TASK BRIEF:
Determine how many lines in the entries below contain the word "process". The reply is that number alone.
━━━ DATA IN THIS EXERCISE
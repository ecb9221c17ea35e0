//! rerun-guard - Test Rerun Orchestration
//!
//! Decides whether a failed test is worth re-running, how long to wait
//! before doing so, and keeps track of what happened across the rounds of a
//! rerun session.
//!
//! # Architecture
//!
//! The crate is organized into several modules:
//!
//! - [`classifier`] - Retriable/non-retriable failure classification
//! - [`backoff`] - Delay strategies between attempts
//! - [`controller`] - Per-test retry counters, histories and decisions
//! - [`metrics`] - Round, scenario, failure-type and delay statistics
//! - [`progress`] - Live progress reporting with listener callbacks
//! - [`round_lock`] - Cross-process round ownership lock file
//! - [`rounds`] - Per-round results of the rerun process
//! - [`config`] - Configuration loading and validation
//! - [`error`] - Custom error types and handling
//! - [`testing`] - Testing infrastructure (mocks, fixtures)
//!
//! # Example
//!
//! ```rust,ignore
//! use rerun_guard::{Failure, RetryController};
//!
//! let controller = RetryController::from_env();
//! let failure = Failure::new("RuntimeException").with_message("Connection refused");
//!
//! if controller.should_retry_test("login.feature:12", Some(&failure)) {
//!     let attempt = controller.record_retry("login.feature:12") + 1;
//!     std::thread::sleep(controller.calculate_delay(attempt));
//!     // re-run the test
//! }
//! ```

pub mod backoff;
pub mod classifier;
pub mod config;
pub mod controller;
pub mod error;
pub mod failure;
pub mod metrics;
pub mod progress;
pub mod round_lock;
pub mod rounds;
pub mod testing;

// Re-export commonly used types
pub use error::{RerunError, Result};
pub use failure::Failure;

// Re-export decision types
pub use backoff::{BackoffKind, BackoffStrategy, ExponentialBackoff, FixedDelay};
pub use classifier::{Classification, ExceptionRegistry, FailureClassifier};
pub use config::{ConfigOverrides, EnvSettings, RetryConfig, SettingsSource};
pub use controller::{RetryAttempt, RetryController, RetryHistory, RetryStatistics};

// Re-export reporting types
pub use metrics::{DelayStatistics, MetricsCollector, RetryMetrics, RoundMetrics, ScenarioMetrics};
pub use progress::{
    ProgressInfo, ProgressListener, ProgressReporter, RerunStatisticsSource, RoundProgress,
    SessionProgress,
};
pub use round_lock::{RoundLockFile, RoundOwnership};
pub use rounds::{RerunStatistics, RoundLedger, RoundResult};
━━━━━━
FINAL ANSWER:
2